Les conseils communaux ont ainsi la main sur cette taxe, dont ils peuvent fixer le montant. Différents conseils ont révisé cette année cette taxe pour améliorer leurs revenus, à l’instar du Conseil communal de Rabat qui l’a augmentée de 30 DH/m² par trimestre à 525 DH/m², soit 2.100 DH/m² par an.

Il en est de même pour la taxe professionnelle, qui a été augmentée cette année à 10% sur la valeur locative allant de 5.001 DH à 20.000 DH, à 20% entre 20.001 DH et 40.000 DH et à 30% au-delà d’un loyer de 40.001 DH par mois.

A titre d’exemple, lorsqu’un gérant de café loue à 60.000 DH par mois, il est obligé de débourser environ 220.000 DH par an pour la taxe professionnelle, tandis que les loyers inférieurs à 5.000 DH sont exonérés.

L’absence de loi organisant le secteur encourage l’informel

L’étude évoque également l’absence de loi organisant le secteur, qui encourage l’informel, le non-respect de la distance nécessaire entre deux cafés et la multiplication des cafés-restaurants mobiles. Ces derniers, parce qu’ils sont plus compétitifs, impactent de plein fouet les cafés. Ils sont même à l’origine de l’arrêt de l’activité de 10,24% des cafés (soit environ 1.681 cafés sur 16.413).

Enfin, les changements soudains des prix des matières essentielles affectent également le secteur, à leur tête l’huile d’olive qui est passée de 25 DH/l à 100 DH/l, ou encore le beurre et les légumes.

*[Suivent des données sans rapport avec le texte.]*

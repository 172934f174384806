use std::future::Future;
use std::sync::Arc;

use log::info;
use tokio::select;
use tokio::sync::broadcast;

use crate::bus::{
    Capability, Coordinator, CoordinatorOptions, PipelineError, PipelineEvent, SubscribeError,
    Subscriber, SubscriberId,
};
use crate::config::AtlasConfig;
use crate::metrics::{
    Collector, CollectorHandle, CollectorOptions, DataAnalyzer, MetricSchema, MetricSource,
};
use crate::store::{SnapshotStore, StoreError};

/// Store, coordinator, analyzer and collector wired from one configuration.
pub struct Pipeline {
    config: AtlasConfig,
    source: Arc<dyn MetricSource>,
    analyzer: DataAnalyzer,
    coordinator: Arc<Coordinator>,
    collector: Option<CollectorHandle>,
}

impl Pipeline {
    /// Open the configured database and wire the components around it.
    pub fn open(
        config: &AtlasConfig,
        source: Arc<dyn MetricSource>,
        schema: MetricSchema,
    ) -> Result<Self, StoreError> {
        let store = SnapshotStore::open(&config.database_path, config.store_options())?;
        Ok(Self::with_store(config, store, source, schema))
    }

    pub fn with_store(
        config: &AtlasConfig,
        store: SnapshotStore,
        source: Arc<dyn MetricSource>,
        schema: MetricSchema,
    ) -> Self {
        let coordinator = Arc::new(Coordinator::new(store, CoordinatorOptions::from(config)));
        Pipeline {
            config: config.clone(),
            source,
            analyzer: DataAnalyzer::new(Arc::new(schema)),
            coordinator,
            collector: None,
        }
    }

    pub fn config(&self) -> &AtlasConfig {
        &self.config
    }

    pub fn coordinator(&self) -> &Arc<Coordinator> {
        &self.coordinator
    }

    pub fn events(&self) -> broadcast::Receiver<PipelineEvent> {
        self.coordinator.events().subscribe()
    }

    pub async fn subscribe(
        &self,
        subscriber: Arc<dyn Subscriber>,
        capability: Capability,
    ) -> Result<SubscriberId, SubscribeError> {
        self.coordinator.subscribe(subscriber, capability).await
    }

    pub fn unsubscribe(&self, id: SubscriberId) -> bool {
        self.coordinator.unsubscribe(id)
    }

    pub fn is_running(&self) -> bool {
        self.collector
            .as_ref()
            .map_or(false, |handle| !handle.is_finished())
    }

    /// Spawn the collector on the current runtime. Starting twice is a no-op.
    pub fn start(&mut self) -> Result<(), PipelineError> {
        if self.collector.is_some() {
            return Ok(());
        }
        let collector = Collector::new(
            Arc::clone(&self.source),
            self.analyzer.clone(),
            Arc::clone(&self.coordinator),
            CollectorOptions::from(&self.config),
        )?;
        self.collector = Some(CollectorHandle::spawn(
            collector,
            self.config.collection_interval,
        ));
        info!(
            "pipeline started: {} every {:?}",
            self.config.source_query, self.config.collection_interval
        );
        Ok(())
    }

    /// Run until `signal` resolves or the store is found corrupted, then
    /// stop after the round in progress.
    pub async fn run_until<F>(mut self, signal: F) -> Result<(), PipelineError>
    where
        F: Future<Output = ()>,
    {
        self.start()?;
        let Some(handle) = self.collector.take() else {
            return Ok(());
        };
        let cancel = handle.cancellation_token();
        let finished = handle.wait();
        tokio::pin!(finished);
        tokio::pin!(signal);

        select! {
            result = &mut finished => return result,
            _ = &mut signal => {
                info!("shutdown requested");
                cancel.cancel();
            }
        }
        finished.await
    }

    /// Stop the collector, letting the round in progress persist.
    pub async fn shutdown(&mut self) -> Result<(), PipelineError> {
        match self.collector.take() {
            Some(handle) => {
                let result = handle.shutdown().await;
                info!("pipeline stopped");
                result
            }
            None => Ok(()),
        }
    }
}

Certains aliments ont pris jusqu’à 300%. Ce dernier facteur a entraîné la fermeture de 979 cafés sur les 16.413 unités fermées dans les trois régions, soit 5,93%.

Il faut ajouter à cela la hausse d’environ 45% des prix des graines de café au Maroc depuis le début de l’année courante, ainsi que l’augmentation récente de 10 DH sur le gaz butane.

Un projet de loi en gestation

Pour faire face à toutes ces problématiques, la fédération prépare actuellement un projet de loi organisant le secteur. Il est en cours de finalisation.

Ce document devrait être près dans un mois et demi, prévoit Noureddine El Herrak. Il sera par la suite transféré aux autorités concernées pour le transmettre le plus vite possible au Parlement.

En ce qui concerne l’alerte sur une éventuelle entente sur la hausse des prix des boissons servies dans les cafés, le président de la fédération assure qu’aucune mesure n’a été initiée dans ce sens.